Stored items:
****************************************

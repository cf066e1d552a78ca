use log::debug;
use serde::{Deserialize, Serialize};
use tabletop_core::{vec3, PointCloud};

use crate::error::{require_finite, Result, SegmentationError};
use crate::major_planes::PlaneCandidate;
use crate::table::{orient_toward_camera, TableModel};

/// Relative weights of the three table-likeness terms. Lower scores win.
#[derive(Debug, Clone, Copy, PartialEq, Serialize, Deserialize)]
#[serde(default)]
pub struct ScoringWeights {
    /// Lateral offset of the patch centroid from the optical axis.
    pub centrality: f32,
    /// Depth of the patch centroid.
    pub closeness: f32,
    /// Inverse of the largest per-axis spread of the patch.
    pub compactness: f32,
}

impl Default for ScoringWeights {
    fn default() -> Self {
        Self {
            centrality: 2.0,
            closeness: 10.0,
            compactness: 1.0,
        }
    }
}

impl ScoringWeights {
    pub fn validate(&self) -> Result<()> {
        for (name, w) in [
            ("centrality", self.centrality),
            ("closeness", self.closeness),
            ("compactness", self.compactness),
        ] {
            require_finite(name, w)?;
            if w < 0.0 {
                return Err(SegmentationError::InvalidParameter { name, value: w });
            }
        }
        let total = self.total();
        if total <= 0.0 {
            return Err(SegmentationError::InvalidParameter {
                name: "weight sum",
                value: total,
            });
        }
        Ok(())
    }

    fn total(&self) -> f32 {
        self.centrality + self.closeness + self.compactness
    }
}

/// Score of one candidate plane.
#[derive(Debug, Clone, Copy, PartialEq)]
pub struct PlaneScore {
    pub centroid: [f32; 3],
    /// Population standard deviation per axis.
    pub spread: [f32; 3],
    pub score: f32,
    /// `score` min-max normalized over the batch; 0 when all scores are equal.
    pub normalized: f32,
}

/// Centroid and per-axis population standard deviation. `None` for an empty
/// cloud.
pub fn centroid_and_spread(cloud: &PointCloud) -> Option<([f32; 3], [f32; 3])> {
    if cloud.is_empty() {
        return None;
    }
    let n = cloud.len() as f64;
    let mut mean = [0.0f64; 3];
    for p in cloud.iter_points() {
        for axis in 0..3 {
            mean[axis] += p[axis] as f64;
        }
    }
    mean.iter_mut().for_each(|m| *m /= n);

    let mut var = [0.0f64; 3];
    for p in cloud.iter_points() {
        for axis in 0..3 {
            let d = p[axis] as f64 - mean[axis];
            var[axis] += d * d;
        }
    }

    Some((
        mean.map(|m| m as f32),
        var.map(|v| (v / n).sqrt() as f32),
    ))
}

/// Scores every candidate:
///
/// ```text
/// score = (wc * |centroid_xy| + wz * centroid_z + ws / max(spread)) / (wc + wz + ws)
/// ```
///
/// The largest spread is floored at `f32::EPSILON`. A candidate without
/// points scores `+inf`.
pub fn score_planes(candidates: &[PlaneCandidate], weights: &ScoringWeights) -> Vec<PlaneScore> {
    let total = weights.total();
    let mut scores: Vec<PlaneScore> = candidates
        .iter()
        .map(|c| match centroid_and_spread(&c.inliers) {
            Some((centroid, spread)) => {
                let lateral = centroid[0].hypot(centroid[1]);
                let max_spread = spread.iter().copied().fold(f32::EPSILON, f32::max);
                let score = (weights.centrality * lateral
                    + weights.closeness * centroid[2]
                    + weights.compactness / max_spread)
                    / total;
                PlaneScore {
                    centroid,
                    spread,
                    score,
                    normalized: 0.0,
                }
            }
            None => PlaneScore {
                centroid: [f32::NAN; 3],
                spread: [0.0; 3],
                score: f32::INFINITY,
                normalized: 1.0,
            },
        })
        .collect();

    let finite = scores.iter().map(|s| s.score).filter(|s| s.is_finite());
    let (lo, hi) = finite.fold((f32::INFINITY, f32::NEG_INFINITY), |(lo, hi), s| {
        (lo.min(s), hi.max(s))
    });
    let range = hi - lo;
    for s in scores.iter_mut().filter(|s| s.score.is_finite()) {
        s.normalized = if range > 0.0 { (s.score - lo) / range } else { 0.0 };
    }
    scores
}

/// Index of the lowest finite score; the first one wins ties.
pub fn best_candidate(scores: &[PlaneScore]) -> Option<usize> {
    scores
        .iter()
        .enumerate()
        .filter(|(_, s)| s.score.is_finite())
        .fold(None, |best: Option<(usize, f32)>, (i, s)| match best {
            Some((_, b)) if b <= s.score => best,
            _ => Some((i, s.score)),
        })
        .map(|(i, _)| i)
}

/// Picks the lowest-scoring candidate as the table.
///
/// The normal is flipped toward the camera if needed and the anchor moves to
/// the projection of the patch centroid onto the plane. `None` when no
/// candidate has points.
///
/// # Panics
///
/// Panics if `scores` does not hold one entry per candidate.
pub fn select_table(candidates: &[PlaneCandidate], scores: &[PlaneScore]) -> Option<TableModel> {
    assert_eq!(
        candidates.len(),
        scores.len(),
        "select_table needs one score per candidate"
    );
    let best = best_candidate(scores)?;
    let candidate = &candidates[best];
    let normal = orient_toward_camera(vec3::normalize(candidate.normal)?);
    let m = scores[best].centroid;
    let offset = vec3::dot(vec3::sub(m, candidate.origin), normal);
    let point = vec3::sub(m, vec3::scale(normal, offset));

    debug!(
        "table is plane {} of {} (score {:.4}), point {:?}, normal {:?}",
        best,
        candidates.len(),
        scores[best].score,
        point,
        normal
    );
    TableModel::new(point, normal)
}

****************************************

Your goal => Whenever a line includes the word "Clone", pull it out of the entries.

Response to this exercise =>
#[derive(Debug, Clone, Copy, PartialEq, Serialize, Deserialize)]
#[derive(Debug, Clone, Copy, PartialEq)]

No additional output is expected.